A separate Forrester study focused on U.S. mobile retail sales estimates that m-commerce will increase from $12 billion in 2013 to $31 billion in 2017, but remain a small part of overall e-commerce dollars.
Neither report includes tablet-based purchases within the scope of mobile payments or m-commerce.
Forrester breaks its mobile payments forecast into three parts: 1) mobile proximity, or in-store, payments; 2) mobile peer-to-peer (P2P) and remittances; and 3) mobile remote commerce, or m-commerce. Proximity payments are expected to be the fastest-growing segment, increasing 137% to $41 billion by 2017. In that time, it will shoot up from just 6% of mobile payments to 45%, while m-commerce drops from about 90% to 50%.
The biggest jump for proximity payments is expected to come in 2014 as early adopters begin to try one or more m-payment solutions, pushing retailers to provide a better alternative to swiping a card or paying cash.
The firm also predicts that retailers will ramp up adoption of Near Field Communication (NFC) technology to modernize point-of-sale systems.

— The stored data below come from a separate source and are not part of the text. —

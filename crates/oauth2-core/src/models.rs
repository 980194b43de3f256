//! Clients, issued-token records and the transient request values
//!
//! `TokenInfo` is the only persisted type. It serializes to JSON with
//! RFC 3339 timestamps and lifetimes in whole seconds; a zero lifetime means
//! the corresponding credential never expires.

use std::collections::HashSet;
use std::time::Duration;

use chrono::{DateTime, TimeDelta, Utc};
use common::Secret;
use serde::{Deserialize, Serialize};

use crate::constants::{CodeChallengeMethod, ResponseType};

/// A registered client application.
#[derive(Debug, Clone)]
pub struct Client {
    pub id: String,
    /// `None` or empty for public clients that cannot keep a secret.
    pub secret: Option<Secret<String>>,
    /// Registered redirect domain, e.g. `https://app.example.com`.
    pub domain: String,
    /// Public clients are not asked for a secret at the token endpoint.
    pub public: bool,
    /// Scopes the client may request. Empty means unrestricted.
    pub scopes: Vec<String>,
}

impl Client {
    pub fn new(
        id: impl Into<String>,
        secret: impl Into<String>,
        domain: impl Into<String>,
    ) -> Self {
        Self {
            id: id.into(),
            secret: Some(Secret::new(secret.into())),
            domain: domain.into(),
            public: false,
            scopes: Vec::new(),
        }
    }

    /// Verify a presented client secret.
    ///
    /// Public clients and clients registered without a secret accept any
    /// presented value (including none).
    pub fn verify_secret(&self, presented: &str) -> bool {
        if self.public {
            return true;
        }
        match &self.secret {
            Some(secret) if !secret.is_empty() => secret.matches(presented),
            _ => true,
        }
    }

    /// Whether every scope in the space-separated `scope` is allowed.
    pub fn allows_scope(&self, scope: &str) -> bool {
        if self.scopes.is_empty() {
            return true;
        }
        scope_items(scope).all(|s| self.scopes.iter().any(|allowed| allowed == s))
    }
}

/// One issued grant instance.
#[derive(Debug, Clone, Default, PartialEq, Serialize, Deserialize)]
pub struct TokenInfo {
    pub client_id: String,
    pub user_id: String,
    #[serde(default)]
    pub redirect_uri: String,
    #[serde(default)]
    pub scope: String,

    #[serde(default, skip_serializing_if = "Option::is_none")]
    pub code: Option<String>,
    #[serde(default)]
    pub code_created_at: DateTime<Utc>,
    #[serde(default, with = "duration_secs")]
    pub code_expires_in: Duration,
    #[serde(default, skip_serializing_if = "String::is_empty")]
    pub code_challenge: String,
    #[serde(default, skip_serializing_if = "Option::is_none")]
    pub code_challenge_method: Option<CodeChallengeMethod>,

    #[serde(default, skip_serializing_if = "Option::is_none")]
    pub access: Option<String>,
    #[serde(default)]
    pub access_created_at: DateTime<Utc>,
    #[serde(default, with = "duration_secs")]
    pub access_expires_in: Duration,

    #[serde(default, skip_serializing_if = "Option::is_none")]
    pub refresh: Option<String>,
    #[serde(default)]
    pub refresh_created_at: DateTime<Utc>,
    #[serde(default, with = "duration_secs")]
    pub refresh_expires_in: Duration,

    #[serde(default, skip_serializing_if = "serde_json::Map::is_empty")]
    pub extension: serde_json::Map<String, serde_json::Value>,
}

impl TokenInfo {
    pub fn code(&self) -> Option<&str> {
        self.code.as_deref().filter(|c| !c.is_empty())
    }

    pub fn access(&self) -> Option<&str> {
        self.access.as_deref().filter(|a| !a.is_empty())
    }

    pub fn refresh(&self) -> Option<&str> {
        self.refresh.as_deref().filter(|r| !r.is_empty())
    }

    pub fn is_code_expired(&self, now: DateTime<Utc>) -> bool {
        is_expired(self.code_created_at, self.code_expires_in, now)
    }

    pub fn is_access_expired(&self, now: DateTime<Utc>) -> bool {
        is_expired(self.access_created_at, self.access_expires_in, now)
    }

    pub fn is_refresh_expired(&self, now: DateTime<Utc>) -> bool {
        is_expired(self.refresh_created_at, self.refresh_expires_in, now)
    }

    /// Remaining code lifetime, `None` when it never expires.
    pub fn code_remaining(&self, now: DateTime<Utc>) -> Option<Duration> {
        remaining(self.code_created_at, self.code_expires_in, now)
    }

    /// Remaining access lifetime, `None` when it never expires.
    pub fn access_remaining(&self, now: DateTime<Utc>) -> Option<Duration> {
        remaining(self.access_created_at, self.access_expires_in, now)
    }

    /// Remaining refresh lifetime, `None` when it never expires.
    pub fn refresh_remaining(&self, now: DateTime<Utc>) -> Option<Duration> {
        remaining(self.refresh_created_at, self.refresh_expires_in, now)
    }
}

/// Inbound authorization-endpoint call, validated.
#[derive(Debug, Clone)]
pub struct AuthorizeRequest {
    pub response_type: ResponseType,
    pub client_id: String,
    pub scope: String,
    pub redirect_uri: String,
    pub state: String,
    pub user_id: String,
    pub code_challenge: String,
    pub code_challenge_method: Option<CodeChallengeMethod>,
    pub access_token_exp: Option<Duration>,
}

impl AuthorizeRequest {
    pub fn new(response_type: ResponseType, client_id: impl Into<String>) -> Self {
        Self {
            response_type,
            client_id: client_id.into(),
            scope: String::new(),
            redirect_uri: String::new(),
            state: String::new(),
            user_id: String::new(),
            code_challenge: String::new(),
            code_challenge_method: None,
            access_token_exp: None,
        }
    }

    /// Seed a generate request for the implicit flow or code issuance.
    pub fn to_generate_request(&self) -> TokenGenerateRequest {
        TokenGenerateRequest {
            client_id: self.client_id.clone(),
            user_id: self.user_id.clone(),
            redirect_uri: self.redirect_uri.clone(),
            scope: self.scope.clone(),
            code_challenge: self.code_challenge.clone(),
            code_challenge_method: self.code_challenge_method,
            access_token_exp: self.access_token_exp,
            ..TokenGenerateRequest::default()
        }
    }
}

/// Inbound token-endpoint call, validated.
#[derive(Debug, Clone, Default)]
pub struct TokenGenerateRequest {
    pub client_id: String,
    pub client_secret: Option<Secret<String>>,
    pub user_id: String,
    pub redirect_uri: String,
    pub scope: String,
    pub code: String,
    pub code_challenge: String,
    pub code_challenge_method: Option<CodeChallengeMethod>,
    pub refresh: String,
    pub code_verifier: String,
    pub access_token_exp: Option<Duration>,
}

impl TokenGenerateRequest {
    pub fn new(client_id: impl Into<String>) -> Self {
        Self {
            client_id: client_id.into(),
            ..Self::default()
        }
    }

    pub fn with_secret(mut self, secret: impl Into<String>) -> Self {
        self.client_secret = Some(Secret::new(secret.into()));
        self
    }

    /// The presented secret, empty when none was sent.
    pub fn secret(&self) -> &str {
        self.client_secret
            .as_ref()
            .map(|s| s.expose().as_str())
            .unwrap_or("")
    }
}

/// Iterate the items of a space-separated scope string.
pub fn scope_items(scope: &str) -> impl Iterator<Item = &str> {
    scope.split(' ').filter(|s| !s.is_empty())
}

/// Whether `requested` only names scopes contained in `granted`.
pub fn is_scope_subset(requested: &str, granted: &str) -> bool {
    let granted: HashSet<&str> = scope_items(granted).collect();
    scope_items(requested).all(|s| granted.contains(s))
}

fn deadline(created_at: DateTime<Utc>, expires_in: Duration) -> Option<DateTime<Utc>> {
    if expires_in.is_zero() {
        return None;
    }
    let delta = TimeDelta::from_std(expires_in).unwrap_or(TimeDelta::MAX);
    Some(created_at.checked_add_signed(delta).unwrap_or(DateTime::<Utc>::MAX_UTC))
}

fn is_expired(created_at: DateTime<Utc>, expires_in: Duration, now: DateTime<Utc>) -> bool {
    deadline(created_at, expires_in).is_some_and(|d| d <= now)
}

fn remaining(
    created_at: DateTime<Utc>,
    expires_in: Duration,
    now: DateTime<Utc>,
) -> Option<Duration> {
    deadline(created_at, expires_in).map(|d| (d - now).to_std().unwrap_or(Duration::ZERO))
}

/// Serde helpers storing a `Duration` as whole seconds.
pub mod duration_secs {
    use std::time::Duration;

    use serde::{Deserialize, Deserializer, Serializer};

    pub fn serialize<S: Serializer>(value: &Duration, serializer: S) -> Result<S::Ok, S::Error> {
        serializer.serialize_u64(value.as_secs())
    }

    pub fn deserialize<'de, D: Deserializer<'de>>(deserializer: D) -> Result<Duration, D::Error> {
        u64::deserialize(deserializer).map(Duration::from_secs)
    }
}

#[cfg(test)]
mod tests {
    use super::*;

    fn issued(now: DateTime<Utc>) -> TokenInfo {
        TokenInfo {
            client_id: "111111".into(),
            user_id: "000000".into(),
            scope: "all".into(),
            access: Some("at_1".into()),
            access_created_at: now,
            access_expires_in: Duration::from_secs(7200),
            refresh: Some("rt_1".into()),
            refresh_created_at: now,
            refresh_expires_in: Duration::from_secs(3 * 24 * 3600),
            ..TokenInfo::default()
        }
    }

    #[test]
    fn token_info_json_keeps_lifetimes_in_seconds() {
        let now = Utc::now();
        let ti = issued(now);
        let json = serde_json::to_value(&ti).unwrap();
        assert_eq!(json["access_expires_in"], 7200);
        assert!(json.get("code").is_none(), "absent code is omitted");

        let back: TokenInfo = serde_json::from_value(json).unwrap();
        assert_eq!(back.access(), Some("at_1"));
        assert_eq!(back.refresh_expires_in, ti.refresh_expires_in);
    }

    #[test]
    fn zero_lifetime_never_expires() {
        let ti = TokenInfo {
            access: Some("at".into()),
            access_created_at: DateTime::<Utc>::UNIX_EPOCH,
            ..TokenInfo::default()
        };
        assert!(!ti.is_access_expired(Utc::now()));
        assert_eq!(ti.access_remaining(Utc::now()), None);
    }

    #[test]
    fn expiry_is_measured_from_creation() {
        let now = Utc::now();
        let mut ti = issued(now);
        assert!(!ti.is_access_expired(now));
        ti.access_created_at = now - TimeDelta::hours(3);
        assert!(ti.is_access_expired(now));
        assert_eq!(ti.access_remaining(now), Some(Duration::ZERO));
    }

    #[test]
    fn empty_strings_read_as_absent() {
        let ti = TokenInfo {
            refresh: Some(String::new()),
            ..TokenInfo::default()
        };
        assert_eq!(ti.refresh(), None);
    }

    #[test]
    fn scope_subset_ignores_order_and_extra_spaces() {
        assert!(is_scope_subset("read", "read write"));
        assert!(is_scope_subset("write  read", "read write"));
        assert!(is_scope_subset("", "read"));
        assert!(!is_scope_subset("read admin", "read write"));
    }

    #[test]
    fn client_secret_and_scope_checks() {
        let mut client = Client::new("111111", "11111111", "http://localhost:9094");
        assert!(client.verify_secret("11111111"));
        assert!(!client.verify_secret("wrong"));
        assert!(client.allows_scope("anything"));

        client.scopes = vec!["read".into(), "write".into()];
        assert!(client.allows_scope("read write"));
        assert!(!client.allows_scope("read admin"));

        client.public = true;
        assert!(client.verify_secret(""));
    }
}
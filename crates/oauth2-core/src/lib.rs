//! Core vocabulary of the OAuth2 authorization server
//!
//! Protocol constants, the client and token data model, the error taxonomy,
//! PKCE verification, the token generator contract and the storage traits.
//! Everything here is transport-agnostic; `oauth2-manage` and
//! `oauth2-server` build the grant flows on top of it.

pub mod constants;
pub mod error;
pub mod generate;
pub mod models;
pub mod pkce;
pub mod store;

pub use constants::{CodeChallengeMethod, GrantType, ResponseType};
pub use error::{Error, ErrorKind, Result};
pub use generate::{GenerateBasic, GeneratedToken, RandomTokenGenerator, TokenGenerator};
pub use models::{AuthorizeRequest, Client, TokenGenerateRequest, TokenInfo};
pub use store::{BoxFuture, ClientStore, TokenStore};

To date, NFC-based payment offerings like Google Wallet have not gotten much traction, in part because of a lack of supporting technology at the store level.
P2P mobile payments are not projected to grow nearly as fast, at a still healthy 43% clip to $4.2 billion by 2017. Forrester analyst Denee Carrington points to a lack of ROI in P2P payments services, a largely untapped international market, and limited use of mobile bill-payment to date as factors slowing the growth of mobile remittances.

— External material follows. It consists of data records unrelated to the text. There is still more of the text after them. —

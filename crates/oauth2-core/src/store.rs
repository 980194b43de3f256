//! Storage contracts the manager depends on
//!
//! Both traits return boxed futures so that `Arc<dyn TokenStore>` and
//! `Arc<dyn ClientStore>` can be held by the manager. A lookup that finds
//! nothing is `Ok(None)`; `Err` is reserved for backend failures.

use std::future::Future;
use std::pin::Pin;

use crate::error::Result;
use crate::models::{Client, TokenInfo};

/// Boxed, sendable future returned by the storage traits.
pub type BoxFuture<'a, T> = Pin<Box<dyn Future<Output = T> + Send + 'a>>;

/// Read-only view of the client registry.
pub trait ClientStore: Send + Sync {
    fn get_by_id<'a>(&'a self, id: &'a str) -> BoxFuture<'a, Result<Option<Client>>>;
}

/// Persistence of issued grants.
///
/// `create` writes every lookup key of the record in one atomic step. The
/// removal methods are no-ops when the key is unknown.
pub trait TokenStore: Send + Sync {
    fn create<'a>(&'a self, info: &'a TokenInfo) -> BoxFuture<'a, Result<()>>;

    /// Consume a code. Returns `true` only for the one caller whose delete
    /// removed the live record, which is what makes a code single use when
    /// exchanges race.
    fn remove_by_code<'a>(&'a self, code: &'a str) -> BoxFuture<'a, Result<bool>>;

    fn remove_by_access<'a>(&'a self, access: &'a str) -> BoxFuture<'a, Result<()>>;

    fn remove_by_refresh<'a>(&'a self, refresh: &'a str) -> BoxFuture<'a, Result<()>>;

    fn get_by_code<'a>(&'a self, code: &'a str) -> BoxFuture<'a, Result<Option<TokenInfo>>>;

    fn get_by_access<'a>(&'a self, access: &'a str) -> BoxFuture<'a, Result<Option<TokenInfo>>>;

    fn get_by_refresh<'a>(&'a self, refresh: &'a str)
    -> BoxFuture<'a, Result<Option<TokenInfo>>>;
}
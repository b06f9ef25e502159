//! Priority levels and scoped execution modes.
//!
//! The facade operations (`batched_updates`, `sync_updates`, ...) never pass
//! flags around. They swap the reconciler's current [`ExecutionMode`] for the
//! dynamic extent of a closure through a [`ScopedMode`] guard, which puts the
//! enclosing mode back on drop, so early returns and panics restore it too.

use std::cell::Cell;
use std::fmt;

// =============================================================================
// Priority Levels
// =============================================================================

/// How urgently an update should be committed. Lower is more urgent.
#[derive(Debug, Clone, Copy, PartialEq, Eq, PartialOrd, Ord, Hash, Default)]
#[repr(u8)]
pub enum PriorityLevel {
    /// No pending work. Updates requested at this level use the ambient default.
    #[default]
    NoWork = 0,
    /// Commit before the requesting call returns.
    Synchronous = 1,
    /// Commit at the end of the current batch or unit of work.
    Task = 2,
    /// Commit before the next paint.
    Animation = 3,
    /// Idle work, ahead of everything else that is idle.
    High = 4,
    /// Idle work.
    Low = 5,
    /// Idle work for content that is not visible.
    Offscreen = 6,
}

impl PriorityLevel {
    /// Whether this level is committed from the host's deferred callback.
    pub fn is_deferred(self) -> bool {
        matches!(self, Self::High | Self::Low | Self::Offscreen)
    }

    /// Whether this level is committed without going through a host hook.
    pub fn is_synchronous(self) -> bool {
        matches!(self, Self::Synchronous | Self::Task)
    }

    /// The more urgent of two levels, ignoring `NoWork`.
    pub fn merge(self, other: Self) -> Self {
        match (self, other) {
            (Self::NoWork, level) | (level, Self::NoWork) => level,
            (a, b) => a.min(b),
        }
    }
}

impl fmt::Display for PriorityLevel {
    fn fmt(&self, f: &mut fmt::Formatter<'_>) -> fmt::Result {
        let name = match self {
            Self::NoWork => "no-work",
            Self::Synchronous => "sync",
            Self::Task => "task",
            Self::Animation => "animation",
            Self::High => "high",
            Self::Low => "low",
            Self::Offscreen => "offscreen",
        };
        f.write_str(name)
    }
}

// =============================================================================
// Execution Mode
// =============================================================================

/// Ambient scheduling state of a reconciler.
#[derive(Debug, Clone, Copy, PartialEq, Eq, Default)]
pub struct ExecutionMode {
    /// Priority forced by `perform_with_priority`, `sync_updates` or
    /// `deferred_updates`.
    pub priority: Option<PriorityLevel>,
    /// Inside `batched_updates`.
    pub batching: bool,
    /// Inside `unbatched_updates`; wins over an enclosing batch.
    pub unbatching: bool,
}

impl ExecutionMode {
    /// Priority a new update gets under this mode.
    pub fn update_priority(&self, default: PriorityLevel) -> PriorityLevel {
        let level = match self.priority {
            Some(PriorityLevel::NoWork) | None => default,
            Some(level) => level,
        };
        if level == PriorityLevel::Synchronous && self.is_batching() {
            PriorityLevel::Task
        } else {
            level
        }
    }

    /// Whether synchronous updates are currently coalesced.
    pub fn is_batching(&self) -> bool {
        self.batching && !self.unbatching
    }
}

/// Restores the previous execution mode when dropped.
pub(crate) struct ScopedMode<'a> {
    slot: &'a Cell<ExecutionMode>,
    previous: ExecutionMode,
}

impl<'a> ScopedMode<'a> {
    /// Replace the mode in `slot` with `change(current)` until the guard drops.
    pub(crate) fn enter(
        slot: &'a Cell<ExecutionMode>,
        change: impl FnOnce(ExecutionMode) -> ExecutionMode,
    ) -> Self {
        let previous = slot.get();
        slot.set(change(previous));
        Self { slot, previous }
    }

    /// Mode that was active when the guard was created.
    pub(crate) fn previous(&self) -> ExecutionMode {
        self.previous
    }
}

impl Drop for ScopedMode<'_> {
    fn drop(&mut self) {
        self.slot.set(self.previous);
    }
}

// =============================================================================
// Tests
// =============================================================================
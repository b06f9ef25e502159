//! # spark-fiber
//!
//! Tree reconciliation with pluggable rendering backends.
//!
//! Applications describe UI as [`Element`] trees. A reconciler diffs each new
//! tree against the one it committed last and drives a backend, through the
//! [`HostConfig`] contract, to apply only the difference.
//!
//! ## Architecture
//!
//! ```text
//! render(element, container) ─► ContainerRegistry ─► Reconciler ─► HostConfig
//!                                (container → root)   (diff, schedule)  (backend)
//! ```
//!
//! The engine never touches a backend node directly; every mutation goes
//! through the host adapter, inside one `prepare_for_commit` /
//! `reset_after_commit` bracket per commit.
//!
//! ## Modules
//!
//! - [`types`] - Elements, opaque handles, node references
//! - [`host`] - The Host Adapter contract ([`HostConfig`])
//! - [`reconciler`] - [`Reconciler`] interface and the [`FiberReconciler`] engine
//! - [`registry`] - [`ContainerRegistry`], the `render` / `unmount` entry points
//! - [`terminal`] - A terminal backend built on `crossterm`
//! - [`error`] - Error types

pub mod error;
pub mod host;
pub mod reconciler;
pub mod registry;
pub mod terminal;
pub mod types;

#[cfg(test)]
pub(crate) mod test_host;

// Re-export commonly used items
pub use types::*;

pub use error::{HostError, ReconcilerError, Result};

pub use host::{AnimationCallback, Deadline, DeferredCallback, HostConfig, TimeBudget};

pub use reconciler::scheduler::{ExecutionMode, PriorityLevel};
pub use reconciler::{FiberReconciler, Reconciler};

pub use registry::ContainerRegistry;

As the most mature m-payments segment today, m-commerce will have the lowest growth rate in the next five years, increasing 31% to $45 billion. The report maintains mobile shopping will pick up when the checkout process becomes easier, consumers overcome security concerns in mobile transactions and m-commerce is better integrated with other shopping channels.
A separate report by Forrester analyst Sucharita Mulpuru released Wednesday that focuses just on m-commerce points out similar hurdles in the space. (The projection of $31 billion is lower than the $45 billion in the m-payments report because it excludes travel purchases.)
Other research has shown that much m-commerce is taking place on tablets rather than smartphones. An eMarketer forecast last week estimated tablet transactions accounted for more than half (57%) of the nearly $25 billion in U.S. m-commerce last year, with that proportion expected to grow to 62.5% this year. Forrester doesn’t include tablet-based sales in its own m-commerce figures.
But given the size limitations of smartphone screens, Mulpuru suggests retailers consider shifting their focus to tablets. “Companies are likely to find that dollar for dollar, investing in innovative tablet solutions may be more worthwhile than investing in smartphone solutions, especially as sales via tablet continue to eclipse sales via mobile phones,” she wrote.
Forrester estimates that only 3% of all e-commerce transactions last year took place on mobile phones, with even that figure likely skewed by higher sales on Amazon’s and eBay’s mobile properties.